Roche a obtenu le contrat, puisque M. Cloutier connaissait quatre des cinq membres du comité de sélection.

M. Chevrette lui aurait par la suite demandé s'il était possible d'embaucher un ami commun comme entrepreneur, JL Campeau, a-t-il raconté.

«Il a fait de la magouille, le ministre, puis moi, puis Beaulieu. Il y avait deux magouilles, une plus au nord, une plus au sud. J'ai fait de la collusion, j'ai fait de la corruption, je me suis servi du ministre. Il y avait deux magouilles», a avoué M. Cloutier.

Il a finalement quitté Roche pour Dessau, à la fin de 2005. Il ne s'entendait pas avec France Michaud, la directrice du bureau. Il a négocié un salaire à la hausse, 130 000 $, sans compter un compte de dépenses de 1000 $ par semaine.

Il ne s'en cache pas, chez Roche, il pouvait gagner 300 000 $ ou 400 000 $ par année «et j'ai fait beaucoup d'argent dans le déneigement» aussi.

Son témoignage se poursuit jeudi.

Dans un communiqué publiée mercredi soir par son avocat, Eric Vallières, M. Chevrette, a opposé un démenti formel aux allégations de M. Cloutier.

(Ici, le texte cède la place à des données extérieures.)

//! Prompt Builder: deterministic assembly of extraction prompts.
//!
//! A prompt is a fixed template with caller text substituted verbatim, a
//! format-instruction block generated from the record's `RecordSchema`, and
//! the shared JSON-only directive at the end.

use crate::llm_client::prompts::JSON_ONLY_DIRECTIVE;
use crate::structured::schema::{FieldKind, RecordSchema};

/// Placeholder that every extraction template must contain.
pub const FORMAT_INSTRUCTIONS_KEY: &str = "format_instructions";

/// Builds the full prompt for `schema` from `template` and the caller inputs.
///
/// `inputs` maps placeholder names (without braces) to caller text.
pub fn build_prompt(template: &str, inputs: &[(&str, &str)], schema: &RecordSchema) -> String {
    let instructions = format_instructions(schema);

    let mut vars: Vec<(&str, &str)> = Vec::with_capacity(inputs.len() + 1);
    vars.extend_from_slice(inputs);
    vars.push((FORMAT_INSTRUCTIONS_KEY, instructions.as_str()));

    let mut prompt = render_template(template, &vars);
    prompt.push_str("\n\n");
    prompt.push_str(JSON_ONLY_DIRECTIVE);
    prompt
}

/// Describes the exact field names, types and constraints of `schema`,
/// followed by an example of the expected JSON shape.
pub fn format_instructions(schema: &RecordSchema) -> String {
    let mut out = format!(
        "The output MUST be a single JSON object ({}) with exactly these fields:\n",
        schema.title
    );

    for field in schema.fields {
        let mut constraints = vec![field.kind.type_name().to_string()];
        match field.kind {
            FieldKind::Score { min, max } => {
                constraints.push(format!("between {min} and {max} inclusive"));
            }
            FieldKind::Enum(allowed) => {
                let options: Vec<String> = allowed.iter().map(|a| format!("\"{a}\"")).collect();
                constraints.push(format!("one of {}", options.join(", ")));
            }
            FieldKind::StringList | FieldKind::Text => {}
        }
        constraints.push(if field.required { "required" } else { "optional" }.to_string());

        out.push_str(&format!(
            "- \"{}\" ({}): {}\n",
            field.name,
            constraints.join(", "),
            field.description
        ));
    }

    out.push_str("\nExample of the expected shape:\n");
    out.push_str(&example_shape(schema));
    out
}

/// Hand-rendered so the example keeps the schema's field order.
fn example_shape(schema: &RecordSchema) -> String {
    let lines: Vec<String> = schema
        .fields
        .iter()
        .map(|field| {
            let example = match field.kind {
                FieldKind::Score { min, max } => format!("{}", min + (max - min) * 0.75),
                FieldKind::StringList => "[\"...\"]".to_string(),
                FieldKind::Enum(allowed) => {
                    format!("\"{}\"", allowed.first().copied().unwrap_or_default())
                }
                FieldKind::Text => "\"...\"".to_string(),
            };
            format!("  \"{}\": {}", field.name, example)
        })
        .collect();

    format!("{{\n{}\n}}", lines.join(",\n"))
}

/// Substitutes `{name}` placeholders in a single left-to-right pass.
///
/// Substituted text is never rescanned, so caller input containing `{...}`
/// is embedded as-is. Unknown placeholders are left untouched.
pub fn render_template(template: &str, vars: &[(&str, &str)]) -> String {
    let extra: usize = vars.iter().map(|(_, value)| value.len()).sum();
    let mut out = String::with_capacity(template.len() + extra);
    let mut rest = template;

    while let Some(open) = rest.find('{') {
        out.push_str(&rest[..open]);
        let after = &rest[open + 1..];

        let substitution = after.find('}').and_then(|close| {
            let name = &after[..close];
            vars.iter()
                .find(|(key, _)| *key == name)
                .map(|(_, value)| (close, *value))
        });

        match substitution {
            Some((close, value)) => {
                out.push_str(value);
                rest = &after[close + 1..];
            }
            None => {
                out.push('{');
                rest = after;
            }
        }
    }

    out.push_str(rest);
    out
}
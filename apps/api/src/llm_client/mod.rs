/// LLM Client: the single point of entry for all completion calls.
///
/// ARCHITECTURAL RULE: No other module may call the model API directly.
/// Pipelines depend on the `CompletionClient` trait, never on `LlmClient`.
///
/// One call per request: there is no retry. Any failure propagates to the caller.
use std::time::Duration;

use async_trait::async_trait;
use reqwest::Client;
use serde::{Deserialize, Serialize};
use thiserror::Error;
use tracing::debug;

use crate::config::Config;

pub mod prompts;

pub const DEFAULT_API_URL: &str = "https://api.anthropic.com/v1/messages";
const ANTHROPIC_VERSION: &str = "2023-06-01";
/// Model used when `LLM_MODEL` is not set.
pub const DEFAULT_MODEL: &str = "claude-sonnet-4-5";
const MAX_TOKENS: u32 = 2048;

#[derive(Debug, Error)]
pub enum LlmError {
    #[error("HTTP error: {0}")]
    Http(#[from] reqwest::Error),

    #[error("API error (status {status}): {message}")]
    Api { status: u16, message: String },

    #[error("Completion timed out after {0:?}")]
    Timeout(Duration),

    #[error("LLM returned empty content")]
    EmptyContent,
}

/// The only operation the pipelines need from a model provider.
#[async_trait]
pub trait CompletionClient: Send + Sync {
    async fn complete(&self, prompt: &str, temperature: f32) -> Result<String, LlmError>;
}

#[derive(Debug, Serialize)]
struct AnthropicRequest<'a> {
    model: &'a str,
    max_tokens: u32,
    temperature: f32,
    system: &'a str,
    messages: Vec<AnthropicMessage<'a>>,
}

#[derive(Debug, Serialize)]
struct AnthropicMessage<'a> {
    role: &'a str,
    content: &'a str,
}

#[derive(Debug, Deserialize)]
pub struct LlmResponse {
    pub content: Vec<ContentBlock>,
    pub usage: Usage,
}

#[derive(Debug, Deserialize)]
pub struct ContentBlock {
    #[serde(rename = "type")]
    pub block_type: String,
    pub text: Option<String>,
}

#[derive(Debug, Deserialize)]
pub struct Usage {
    pub input_tokens: u32,
    pub output_tokens: u32,
}

impl LlmResponse {
    /// Extracts the text content from the first text block.
    pub fn text(&self) -> Option<&str> {
        self.content
            .iter()
            .find(|b| b.block_type == "text")
            .and_then(|b| b.text.as_deref())
    }
}

#[derive(Debug, Deserialize)]
struct AnthropicError {
    error: AnthropicErrorBody,
}

#[derive(Debug, Deserialize)]
struct AnthropicErrorBody {
    message: String,
}

/// Messages API client. Built once at startup and shared through `AppState`.
#[derive(Clone)]
pub struct LlmClient {
    client: Client,
    api_key: String,
    api_url: String,
    model: String,
    timeout: Duration,
}

impl LlmClient {
    pub fn new(config: &Config) -> Result<Self, LlmError> {
        Ok(Self {
            client: Client::builder().timeout(config.llm_timeout).build()?,
            api_key: config.anthropic_api_key.clone(),
            api_url: config.llm_api_url.clone(),
            model: config.llm_model.clone(),
            timeout: config.llm_timeout,
        })
    }

    pub fn model(&self) -> &str {
        &self.model
    }

    /// Makes a single call to the Messages API, returning the full response object.
    pub async fn call(
        &self,
        prompt: &str,
        system: &str,
        temperature: f32,
    ) -> Result<LlmResponse, LlmError> {
        let request_body = AnthropicRequest {
            model: &self.model,
            max_tokens: MAX_TOKENS,
            temperature,
            system,
            messages: vec![AnthropicMessage {
                role: "user",
                content: prompt,
            }],
        };

        let response = self
            .client
            .post(&self.api_url)
            .header("x-api-key", &self.api_key)
            .header("anthropic-version", ANTHROPIC_VERSION)
            .header("content-type", "application/json")
            .json(&request_body)
            .send()
            .await
            .map_err(|e| self.classify(e))?;

        let status = response.status();

        if !status.is_success() {
            let body = response.text().await.unwrap_or_default();
            let message = serde_json::from_str::<AnthropicError>(&body)
                .map(|e| e.error.message)
                .unwrap_or(body);
            return Err(LlmError::Api {
                status: status.as_u16(),
                message,
            });
        }

        let llm_response: LlmResponse = response.json().await.map_err(|e| self.classify(e))?;

        debug!(
            "LLM call succeeded: model={}, input_tokens={}, output_tokens={}",
            self.model, llm_response.usage.input_tokens, llm_response.usage.output_tokens
        );

        Ok(llm_response)
    }

    fn classify(&self, error: reqwest::Error) -> LlmError {
        if error.is_timeout() {
            LlmError::Timeout(self.timeout)
        } else {
            LlmError::Http(error)
        }
    }
}

#[async_trait]
impl CompletionClient for LlmClient {
    async fn complete(&self, prompt: &str, temperature: f32) -> Result<String, LlmError> {
        let response = self
            .call(prompt, prompts::JSON_ONLY_SYSTEM, temperature)
            .await?;

        match response.text() {
            Some(text) if !text.trim().is_empty() => Ok(text.to_string()),
            _ => Err(LlmError::EmptyContent),
        }
    }
}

«Les affirmations de l'ancien vice-président de la firme Roche à mon égard sont totalement fausses et diffamatoires. Je souhaite être entendu par la commission le plus rapidement possible afin de pouvoir rétablir la vérité et contrecarrer cette atteinte à ma réputation», a-t-il déclaré, ajoutant que la Commission Charbonneau avait déjà accepté de le recevoir à une date devant encore être déterminée pour qu'il puisse présenter sa version des faits.

D'ici-là, il n'entend faire aucun autre commentaire, «par respect pour les travaux de la commission».